At Microsoft's Build conference on Wednesday, CEO Satya Nadella laid out his company's vision for the future of artificial intelligence (AI) and machine learning.

Microsoft has already made plain its ambitions to make Cortana and its machine learning-based engine more useful and pervasive. Nadella elaborated on those ambitions during Wednesday's Build keynote, describing Microsoft's concept of "conversational computing" and how it will be integrated in everything from Windows, its Edge browser, Outlook and Skype, to the entire ecosystem of software, hardware and cloud-based SaaS offerings. Nadella sees conversational computing using speech as the next user interface and framework for how all applications are developed and connected.

In a callback to the name of the conference, Nadella called on developers to "build" the next wave of applications based on tools and services that Microsoft is rolling out, including 22 Cognitive Services APIs for the Azure-based Cortana Intelligence Suite (previously called the Cortana Analytics Suite) and the new Microsoft Bot Framework. Both the Cognitive Services APIs and the Bot Framework are available in preview, Microsoft announced Wednesday.

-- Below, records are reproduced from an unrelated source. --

// ============================================================================
// W3C function library
// ============================================================================

const FN_FUNCTIONS: &[Signature] = &[
    sig("abs", 1, V10),
    sig("adjust-date-to-timezone", 2, V10),
    sig("adjust-date-to-timezone", 1, V10),
    sig("adjust-dateTime-to-timezone", 2, V10),
    sig("adjust-dateTime-to-timezone", 1, V10),
    sig("adjust-time-to-timezone", 2, V10),
    sig("adjust-time-to-timezone", 1, V10),
    sig("analyze-string", 3, V30),
    sig("analyze-string", 2, V30),
    sig("apply", 2, V31),
    sig("available-environment-variables", 0, V30),
    sig("avg", 1, V10),
    sig("base-uri", 1, V10),
    sig("base-uri", 0, V10),
    sig("boolean", 1, V10),
    sig("ceiling", 1, V10),
    sig("codepoint-equal", 2, V10),
    sig("codepoints-to-string", 1, V10),
    sig("collection", 1, V10),
    sig("collection", 0, V10),
    sig("compare", 3, V10),
    sig("compare", 2, V10),
    variadic("concat", 2, V10),
    sig("concat", 1, V10),
    sig("concat", 0, V10),
    sig("contains", 3, V10),
    sig("contains", 2, V10),
    sig("contains-token", 3, V31),
    sig("contains-token", 2, V31),
    sig("count", 1, V10),
    sig("current-date", 0, V10),
    sig("current-dateTime", 0, V10),
    sig("current-time", 0, V10),
    sig("data", 1, V10),
    sig("data", 0, V30),
    sig("dateTime", 2, V10),
    sig("day-from-date", 1, V10),
    sig("day-from-dateTime", 1, V10),
    sig("days-from-duration", 1, V10),
    sig("deep-equal", 3, V10),
    sig("deep-equal", 2, V10),
    sig("default-collation", 0, V10),
    sig("default-language", 0, V31),
    sig("distinct-values", 2, V10),
    sig("distinct-values", 1, V10),
    sig("doc", 1, V10),
    sig("doc-available", 1, V10),
    sig("document-uri", 1, V10),
    sig("document-uri", 0, V30),
    sig("element-with-id", 2, V30),
    sig("element-with-id", 1, V30),
    sig("empty", 1, V10),
    sig("encode-for-uri", 1, V10),
    sig("ends-with", 3, V10),
    sig("ends-with", 2, V10),
    sig("environment-variable", 1, V30),
    sig("error", 3, V10),
    sig("error", 2, V10),
    sig("error", 1, V10),
    sig("error", 0, V10),
    sig("escape-html-uri", 1, V10),
    sig("exactly-one", 1, V10),
    sig("exists", 1, V10),
    sig("false", 0, V10),
    sig("filter", 2, V30),
    sig("floor", 1, V10),
    sig("fold-left", 3, V30),
    sig("fold-right", 3, V30),
    sig("for-each", 2, V30),
    sig("for-each-pair", 3, V30),
    sig("format-date", 5, V30),
    sig("format-date", 2, V30),
    sig("format-dateTime", 5, V30),
    sig("format-dateTime", 2, V30),
    sig("format-integer", 3, V30),
    sig("format-integer", 2, V30),
    sig("format-number", 3, V30),
    sig("format-number", 2, V30),
    sig("format-time", 5, V30),
    sig("format-time", 2, V30),
    sig("function-arity", 1, V30),
    sig("function-lookup", 2, V30),
    sig("function-name", 1, V30),
    sig("generate-id", 1, V30),
    sig("generate-id", 0, V30),
    sig("has-children", 1, V30),
    sig("has-children", 0, V30),
    sig("head", 1, V30),
    sig("hours-from-dateTime", 1, V10),
    sig("hours-from-duration", 1, V10),
    sig("hours-from-time", 1, V10),
    sig("id", 2, V10),
    sig("id", 1, V10),
    sig("idref", 2, V10),
    sig("idref", 1, V10),
    sig("implicit-timezone", 0, V10),
    sig("in-scope-prefixes", 1, V10),
    sig("index-of", 3, V10),
    sig("index-of", 2, V10),
    sig("innermost", 1, V30),
    sig("insert-before", 3, V10),
    sig("iri-to-uri", 1, V10),
    sig("json-doc", 2, V31),
    sig("json-doc", 1, V31),
    sig("json-to-xml", 2, V31),
    sig("json-to-xml", 1, V31),
    sig("lang", 2, V10),
    sig("lang", 1, V10),
    sig("last", 0, V10),
    sig("load-xquery-module", 2, V31),
    sig("load-xquery-module", 1, V31),
    sig("local-name", 1, V10),
    sig("local-name", 0, V10),
    sig("lower-case", 1, V10),
    sig("matches", 3, V10),
    sig("matches", 2, V10),
    sig("max", 2, V10),
    sig("max", 1, V10),
    sig("min", 2, V10),
    sig("min", 1, V10),
    sig("minutes-from-dateTime", 1, V10),
    sig("month-from-date", 1, V10),
    sig("name", 1, V10),
    sig("name", 0, V10),
    sig("namespace-uri", 1, V10),
    sig("namespace-uri", 0, V10),
    sig("namespace-uri-for-prefix", 2, V10),
    sig("node-name", 1, V10),
    sig("node-name", 0, V30),
    sig("normalize-space", 1, V10),
    sig("normalize-space", 0, V10),
    sig("normalize-unicode", 2, V10),
    sig("normalize-unicode", 1, V10),
    sig("not", 1, V10),
    sig("number", 1, V10),
    sig("number", 0, V10),
    sig("one-or-more", 1, V10),
    sig("outermost", 1, V30),
    sig("parse-ietf-date", 1, V31),
    sig("parse-json", 2, V31),
    sig("parse-json", 1, V31),
    sig("parse-xml", 1, V30),
    sig("parse-xml-fragment", 1, V30),
    sig("path", 1, V30),
    sig("path", 0, V30),
    sig("position", 0, V10),
    sig("random-number-generator", 1, V31),
    sig("random-number-generator", 0, V31),
    sig("remove", 2, V10),
    sig("replace", 4, V10),
    sig("replace", 3, V10),
    sig("resolve-QName", 2, V10),
    sig("resolve-uri", 2, V10),
    sig("resolve-uri", 1, V10),
    sig("reverse", 1, V10),
    sig("root", 1, V10),
    sig("root", 0, V10),
    sig("round", 2, V30),
    sig("round", 1, V10),
    sig("round-half-to-even", 2, V10),
    sig("round-half-to-even", 1, V10),
    sig("serialize", 2, V30),
    sig("serialize", 1, V30),
    sig("sort", 3, V31),
    sig("sort", 2, V31),
    sig("sort", 1, V31),
    sig("starts-with", 3, V10),
    sig("starts-with", 2, V10),
    sig("static-base-uri", 0, V10),
    sig("string", 1, V10),
    sig("string", 0, V10),
    sig("string-join", 2, V10),
    sig("string-join", 1, V30),
    sig("string-length", 1, V10),
    sig("string-length", 0, V10),
    sig("string-to-codepoints", 1, V10),
    sig("subsequence", 3, V10),
    sig("subsequence", 2, V10),
    sig("substring", 3, V10),
    sig("substring", 2, V10),
    sig("substring-after", 3, V10),
    sig("substring-after", 2, V10),
    sig("substring-before", 3, V10),
    sig("substring-before", 2, V10),
    sig("sum", 2, V10),
    sig("sum", 1, V10),
    sig("tail", 1, V30),
    sig("tokenize", 3, V10),
    sig("tokenize", 2, V10),
    sig("tokenize", 1, V31),
    sig("trace", 2, V10),
    sig("trace", 1, V31),
    sig("translate", 3, V10),
    sig("true", 0, V10),
    sig("unordered", 1, V10),
    sig("unparsed-text", 2, V30),
    sig("unparsed-text", 1, V30),
    sig("unparsed-text-available", 2, V30),
    sig("unparsed-text-available", 1, V30),
    sig("unparsed-text-lines", 2, V30),
    sig("unparsed-text-lines", 1, V30),
    sig("upper-case", 1, V10),
    sig("uri-collection", 1, V30),
    sig("uri-collection", 0, V30),
    sig("xml-to-json", 2, V31),
    sig("xml-to-json", 1, V31),
    sig("year-from-date", 1, V10),
    sig("zero-or-one", 1, V10),
];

The Bot Framework is designed for developers building intelligent bots that use natural language across platforms and apps. Nadella said the Bot Framework, which includes an intelligence runtime, will work in any programming language and will allow developers to build interconnected applications that use speech as the UI.

"We think this intelligence runtime [in the Bot Framework] and Cortana Intelligence Suite is going to be core, just like how the .NET runtimes were, to all of the applications you are going to build," Nadella said. The notion of the Bot Framework runtime, Nadella said is that developers can build intelligence into their apps and ultimately use voice as the new UI.

Microsoft will roll out the framework over time, though the company is bringing it to Skype with the Skype Bot Platform, which consists of an SDK, API and workflows available in the new Skype Bot Portal.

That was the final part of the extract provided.